Immelt clearly believed in the business unit, ploughing billions of dollars into GE Digital. In 2016, GE Digital bought ServiceMax, a cloud-based field service management company, for $915 million and Meridium, an asset performance management and service automation, for $495 million.
AS GE's stock continued to slump Immelt had to change course though, and soon reigned in spending for the digital arm.
In November 2017, Immelt's successor John Flannery told investors "we're still deeply committed to [digital], but we want a much more focused strategy," with a “focus on a handful of applications” centred on industrial performance management.
GE Digital CEO Bill Ruh refers to this change in focus as a "pivot".
"You've got to remember, we created GE Digital in 2015, and we started selling these products in 2016, so we're really only in our third full year of operation,” Ruh tells Computerworld UK.
"We found that you have to focus. One example is we now focus more on our products' differentiation."
The centre piece to GE Digital's product portfolio is Predix, a software platform to create apps that manage industrial machines.
Flannery expects Predix product revenues to double in 2018 to around $1 billion, and Ruh's strategy to get there is to aim Predix at GE’s core customers, selling them more targeted applications rather than selling them on the platform behind them.
Abandoned data centres
GE had planned to build its own "Predix Cloud" to handle the proliferation of data being produced by industrial assets.

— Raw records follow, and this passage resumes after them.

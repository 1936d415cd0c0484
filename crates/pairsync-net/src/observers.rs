//! Callback lists with unsubscribe handles.

use std::sync::{Arc, Mutex, PoisonError, Weak};

type Callback<T> = Arc<dyn Fn(&T) + Send + Sync>;

/// An ordered list of observers for events of type `T`.
pub struct ObserverList<T> {
    inner: Arc<Mutex<Slots<T>>>,
}

struct Slots<T> {
    next_id: u64,
    entries: Vec<(u64, Callback<T>)>,
}

impl<T: 'static> ObserverList<T> {
    pub fn new() -> Self {
        Self {
            inner: Arc::new(Mutex::new(Slots {
                next_id: 0,
                entries: Vec::new(),
            })),
        }
    }

    /// Register a callback. It stays registered until the returned
    /// [`Subscription`] is dropped or unsubscribed.
    pub fn subscribe<F>(&self, callback: F) -> Subscription
    where
        F: Fn(&T) + Send + Sync + 'static,
    {
        let id = {
            let mut slots = self.inner.lock().unwrap_or_else(PoisonError::into_inner);
            let id = slots.next_id;
            slots.next_id += 1;
            slots.entries.push((id, Arc::new(callback)));
            id
        };

        let weak: Weak<Mutex<Slots<T>>> = Arc::downgrade(&self.inner);
        Subscription::new(move || {
            if let Some(inner) = weak.upgrade() {
                let mut slots = inner.lock().unwrap_or_else(PoisonError::into_inner);
                slots.entries.retain(|(entry_id, _)| *entry_id != id);
            }
        })
    }

    /// Invoke every callback. The list lock is released before any callback
    /// runs, so callbacks may subscribe or unsubscribe.
    pub fn notify(&self, event: &T) {
        let callbacks: Vec<Callback<T>> = {
            let slots = self.inner.lock().unwrap_or_else(PoisonError::into_inner);
            slots.entries.iter().map(|(_, cb)| cb.clone()).collect()
        };
        for callback in callbacks {
            callback(event);
        }
    }

    pub fn len(&self) -> usize {
        self.inner
            .lock()
            .unwrap_or_else(PoisonError::into_inner)
            .entries
            .len()
    }

    pub fn is_empty(&self) -> bool {
        self.len() == 0
    }
}

impl<T: 'static> Default for ObserverList<T> {
    fn default() -> Self {
        Self::new()
    }
}

/// Handle returned by every `on_*` registration. Dropping it unsubscribes.
#[must_use = "dropping a Subscription unsubscribes immediately"]
pub struct Subscription {
    cancel: Option<Box<dyn FnOnce() + Send + Sync>>,
}

impl Subscription {
    fn new<F>(cancel: F) -> Self
    where
        F: FnOnce() + Send + Sync + 'static,
    {
        Self {
            cancel: Some(Box::new(cancel)),
        }
    }

    /// Remove the observer now.
    pub fn unsubscribe(mut self) {
        if let Some(cancel) = self.cancel.take() {
            cancel();
        }
    }
}

impl Drop for Subscription {
    fn drop(&mut self) {
        if let Some(cancel) = self.cancel.take() {
            cancel();
        }
    }
}

impl std::fmt::Debug for Subscription {
    fn fmt(&self, f: &mut std::fmt::Formatter<'_>) -> std::fmt::Result {
        f.debug_struct("Subscription")
            .field("active", &self.cancel.is_some())
            .finish()
    }
}
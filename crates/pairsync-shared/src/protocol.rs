use chrono::{DateTime, Utc};
use serde::{Deserialize, Serialize};

use crate::constants::{KDF_CONTEXT_MESSAGE_HASH, MAX_PAYLOAD_SIZE};
use crate::error::ProtocolError;
use crate::types::{IdentityId, ObjectHash, TopicId};

/// All sync messages exchanged between peers
#[derive(Debug, Clone, Serialize, Deserialize)]
pub enum SyncMessage {
    /// Channels the sender has made readable to the receiver, with their
    /// current head sequence number
    Announce { heads: Vec<ChannelHead> },

    /// Ask the channel owner for messages after a cursor
    PullRequest { wants: Vec<PullCursor> },

    /// One page of messages from a single channel
    Objects(ObjectsPage),

    /// A pull was refused (no grant, unknown channel)
    Refused {
        topic: TopicId,
        owner: IdentityId,
        reason: String,
    },
}

/// Head of one owner-scoped channel
#[derive(Debug, Clone, PartialEq, Eq, Serialize, Deserialize)]
pub struct ChannelHead {
    pub topic: TopicId,
    pub owner: IdentityId,
    /// Highest sequence number in the channel (0 when empty)
    pub head_seq: u64,
}

/// Where a pull should resume
#[derive(Debug, Clone, PartialEq, Eq, Serialize, Deserialize)]
pub struct PullCursor {
    pub topic: TopicId,
    pub owner: IdentityId,
    /// Return messages with a sequence number strictly greater than this
    pub after_seq: u64,
}

#[derive(Debug, Clone, Serialize, Deserialize)]
pub struct ObjectsPage {
    pub topic: TopicId,
    pub owner: IdentityId,
    pub messages: Vec<MessageObject>,
    /// More messages remain after the last one in this page
    pub more: bool,
}

/// A message as it travels between peers
#[derive(Debug, Clone, PartialEq, Eq, Serialize, Deserialize)]
pub struct MessageObject {
    pub seq: u64,
    pub author: IdentityId,
    pub content: String,
    pub timestamp: DateTime<Utc>,
    /// Content address, see [`MessageObject::compute_hash`]
    pub hash: ObjectHash,
}

impl MessageObject {
    /// BLAKE3 content address over everything that identifies a message.
    pub fn compute_hash(
        topic: &TopicId,
        owner: &IdentityId,
        seq: u64,
        author: &IdentityId,
        timestamp: &DateTime<Utc>,
        content: &str,
    ) -> ObjectHash {
        let mut hasher = blake3::Hasher::new_derive_key(KDF_CONTEXT_MESSAGE_HASH);
        hasher.update(topic.as_str().as_bytes());
        hasher.update(&owner.0);
        hasher.update(&seq.to_be_bytes());
        hasher.update(&author.0);
        hasher.update(timestamp.to_rfc3339().as_bytes());
        hasher.update(content.as_bytes());
        ObjectHash(*hasher.finalize().as_bytes())
    }

    /// Size of this object once encoded on the wire.
    pub fn encoded_len(&self) -> Result<usize, ProtocolError> {
        bincode::serialized_size(self)
            .map(|size| size as usize)
            .map_err(|e| ProtocolError::Encode(e.to_string()))
    }

    /// Whether the carried hash matches the message body.
    pub fn verify(&self, topic: &TopicId, owner: &IdentityId) -> bool {
        let expected = Self::compute_hash(
            topic,
            owner,
            self.seq,
            &self.author,
            &self.timestamp,
            &self.content,
        );
        expected == self.hash
    }
}

impl SyncMessage {
    /// Serialize to binary (bincode)
    pub fn to_bytes(&self) -> Result<Vec<u8>, ProtocolError> {
        let bytes = bincode::serialize(self).map_err(|e| ProtocolError::Encode(e.to_string()))?;
        if bytes.len() > MAX_PAYLOAD_SIZE {
            return Err(ProtocolError::PayloadTooLarge {
                size: bytes.len(),
                max: MAX_PAYLOAD_SIZE,
            });
        }
        Ok(bytes)
    }

    /// Deserialize from binary
    pub fn from_bytes(data: &[u8]) -> Result<Self, ProtocolError> {
        if data.len() > MAX_PAYLOAD_SIZE {
            return Err(ProtocolError::PayloadTooLarge {
                size: data.len(),
                max: MAX_PAYLOAD_SIZE,
            });
        }
        bincode::deserialize(data).map_err(|e| ProtocolError::Decode(e.to_string()))
    }

    /// Short name for log lines
    pub fn kind(&self) -> &'static str {
        match self {
            SyncMessage::Announce { .. } => "announce",
            SyncMessage::PullRequest { .. } => "pull-request",
            SyncMessage::Objects(_) => "objects",
            SyncMessage::Refused { .. } => "refused",
        }
    }
}
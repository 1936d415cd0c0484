//! Topic records and their participant sets.

use std::collections::BTreeSet;

use chrono::Utc;
use rusqlite::{params, OptionalExtension};

use pairsync_shared::{IdentityId, TopicId};

use crate::columns;
use crate::database::Database;
use crate::error::Result;

impl Database {
    /// Persist a topic and its participants. Returns `false` if the topic
    /// already existed, in which case nothing is written.
    pub fn insert_topic(&self, topic: &TopicId, participants: &BTreeSet<IdentityId>) -> Result<bool> {
        let tx = self.conn().unchecked_transaction()?;

        let inserted = tx.execute(
            "INSERT OR IGNORE INTO topics (id, created_at) VALUES (?1, ?2)",
            params![topic.as_str(), Utc::now().to_rfc3339()],
        )?;

        if inserted > 0 {
            for participant in participants {
                tx.execute(
                    "INSERT INTO topic_participants (topic_id, identity) VALUES (?1, ?2)",
                    params![topic.as_str(), participant.to_hex()],
                )?;
            }
        }

        tx.commit()?;
        Ok(inserted > 0)
    }

    /// Stored participant set of a topic, or `None` for an unknown topic.
    pub fn topic_participants(&self, topic: &TopicId) -> Result<Option<BTreeSet<IdentityId>>> {
        let known = self
            .conn()
            .query_row(
                "SELECT 1 FROM topics WHERE id = ?1",
                params![topic.as_str()],
                |_| Ok(()),
            )
            .optional()?;
        if known.is_none() {
            return Ok(None);
        }

        let mut stmt = self.conn().prepare(
            "SELECT identity FROM topic_participants WHERE topic_id = ?1 ORDER BY identity ASC",
        )?;
        let rows = stmt.query_map(params![topic.as_str()], |row| columns::identity(row, 0))?;

        let mut participants = BTreeSet::new();
        for row in rows {
            participants.insert(row?);
        }
        Ok(Some(participants))
    }

    /// List every known topic, oldest first.
    pub fn list_topics(&self) -> Result<Vec<TopicId>> {
        let mut stmt = self
            .conn()
            .prepare("SELECT id FROM topics ORDER BY created_at ASC, id ASC")?;
        let rows = stmt.query_map([], |row| columns::topic(row, 0))?;

        let mut topics = Vec::new();
        for row in rows {
            topics.push(row?);
        }
        Ok(topics)
    }

    /// Topics whose participant set contains `identity`.
    pub fn topics_containing(&self, identity: &IdentityId) -> Result<Vec<TopicId>> {
        let mut stmt = self.conn().prepare(
            "SELECT topic_id FROM topic_participants WHERE identity = ?1 ORDER BY topic_id ASC",
        )?;
        let rows = stmt.query_map(params![identity.to_hex()], |row| columns::topic(row, 0))?;

        let mut topics = Vec::new();
        for row in rows {
            topics.push(row?);
        }
        Ok(topics)
    }
}
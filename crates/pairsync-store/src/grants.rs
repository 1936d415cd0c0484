//! Persisted [`AccessGrant`] records.
//!
//! A grant is unique per `(channel, grantee)`, so inserting an existing grant
//! is a no-op rather than an error. Grants are never deleted.

use chrono::Utc;
use rusqlite::{params, OptionalExtension};
use uuid::Uuid;

use pairsync_shared::IdentityId;

use crate::channels::row_to_channel;
use crate::columns;
use crate::database::Database;
use crate::error::Result;
use crate::models::{AccessGrant, Channel};

impl Database {
    /// Persist a grant. Returns `true` if a new record was written, `false`
    /// if the grant already existed.
    pub fn insert_grant(&self, channel_id: Uuid, grantee: &IdentityId) -> Result<bool> {
        let affected = self.conn().execute(
            "INSERT OR IGNORE INTO access_grants (id, channel_id, grantee, created_at)
             VALUES (?1, ?2, ?3, ?4)",
            params![
                Uuid::new_v4().to_string(),
                channel_id.to_string(),
                grantee.to_hex(),
                Utc::now().to_rfc3339(),
            ],
        )?;
        Ok(affected > 0)
    }

    pub fn has_grant(&self, channel_id: Uuid, grantee: &IdentityId) -> Result<bool> {
        let found = self
            .conn()
            .query_row(
                "SELECT 1 FROM access_grants WHERE channel_id = ?1 AND grantee = ?2",
                params![channel_id.to_string(), grantee.to_hex()],
                |_| Ok(()),
            )
            .optional()?;
        Ok(found.is_some())
    }

    /// Grants issued for one channel, oldest first.
    pub fn list_grants_for_channel(&self, channel_id: Uuid) -> Result<Vec<AccessGrant>> {
        let mut stmt = self.conn().prepare(
            "SELECT id, channel_id, grantee, created_at
             FROM access_grants
             WHERE channel_id = ?1
             ORDER BY created_at ASC",
        )?;

        let rows = stmt.query_map(params![channel_id.to_string()], row_to_grant)?;

        let mut grants = Vec::new();
        for row in rows {
            grants.push(row?);
        }
        Ok(grants)
    }

    /// Reverse lookup: every channel `grantee` holds a grant for.
    pub fn channels_accessible_to(&self, grantee: &IdentityId) -> Result<Vec<Channel>> {
        let mut stmt = self.conn().prepare(
            "SELECT c.id, c.topic_id, c.owner, c.created_at
             FROM access_grants g
             JOIN channels c ON c.id = g.channel_id
             WHERE g.grantee = ?1
             ORDER BY c.topic_id ASC, c.owner ASC",
        )?;

        let rows = stmt.query_map(params![grantee.to_hex()], row_to_channel)?;

        let mut channels = Vec::new();
        for row in rows {
            channels.push(row?);
        }
        Ok(channels)
    }
}

fn row_to_grant(row: &rusqlite::Row<'_>) -> rusqlite::Result<AccessGrant> {
    Ok(AccessGrant {
        id: columns::uuid(row, 0)?,
        channel_id: columns::uuid(row, 1)?,
        grantee: columns::identity(row, 2)?,
        created_at: columns::timestamp(row, 3)?,
    })
}

#[cfg(test)]
mod tests {
    use std::collections::BTreeSet;

    use pairsync_shared::TopicId;

    use super::*;

    #[test]
    fn grant_insert_is_idempotent() {
        let db = Database::open_in_memory().unwrap();
        let a = IdentityId([1u8; 32]);
        let b = IdentityId([2u8; 32]);
        let participants: BTreeSet<_> = [a, b].into_iter().collect();
        let topic = TopicId::for_participants(&participants).unwrap();
        db.insert_topic(&topic, &participants).unwrap();
        let (channel, _) = db.ensure_channel(&topic, &a).unwrap();

        assert!(!db.has_grant(channel.id, &b).unwrap());
        assert!(db.insert_grant(channel.id, &b).unwrap());
        assert!(!db.insert_grant(channel.id, &b).unwrap());
        assert!(!db.insert_grant(channel.id, &b).unwrap());

        assert!(db.has_grant(channel.id, &b).unwrap());
        assert_eq!(db.list_grants_for_channel(channel.id).unwrap().len(), 1);
        assert_eq!(db.channels_accessible_to(&b).unwrap(), vec![channel]);
        assert!(db.channels_accessible_to(&a).unwrap().is_empty());
    }
}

The company aimed to roll out its cloud to customers in 2016, but curtailed the plans in favour of running Predix in the established public clouds.
"We realised very early on that being in the data centre cloud business didn't make any sense, because you're in an arms race with Amazon and Microsoft and Google, who are spending billions and billions of dollars on data centres that you can't and shouldn’t produce," says Ruh.
The switch allowed GE engineers to concentrate on developing applications.
"We found ourselves focusing on two application areas - asset performance management and service automation - and really holding ourselves true to those areas. That's proven to be really effective, because we're really the leaders in those areas."
As opposed to Immelt's acquisition-heavy approach, Ruh is concentrating on the performance of existing components.
"We're spending a lot of time on integrating our acquisitions together," says Ruh. “If we have to fill a gap, we will acquire something, but right now we're very comfortable with where we are."
The established markets for Predix includes the oil and gas and energy sectors, where industrial giants including BP and EDF use the software to predict equipment failures.
Evidence of the benefits of industrial IoT and the growing technical capacity to implement it is also opening up new markets.
"In markets that we serve that are non-traditional - food and beverage for example - we certainly always look for a lighthouse account, because I think nothing matters more than visible signs of proof," says Ruh.
To that end, GE Digital recently partnered with food and drinks packaging giants SIG Holding to deploy Predix in more than 400 factories with the aim of boosting supply chain efficiencies and quality control in the business.
The Swiss company also forms part of a growing European market for Predix.
"Europe in the last quarter was almost equal to North America in terms of orders, which is great because we were seeing a lot of weakness in our product line a little over a year ago, and now we're seeing a lot of strength in the pipeline, a lot of strength in the sales. So we're pretty excited about what we're seeing in Europe, " says Ruh.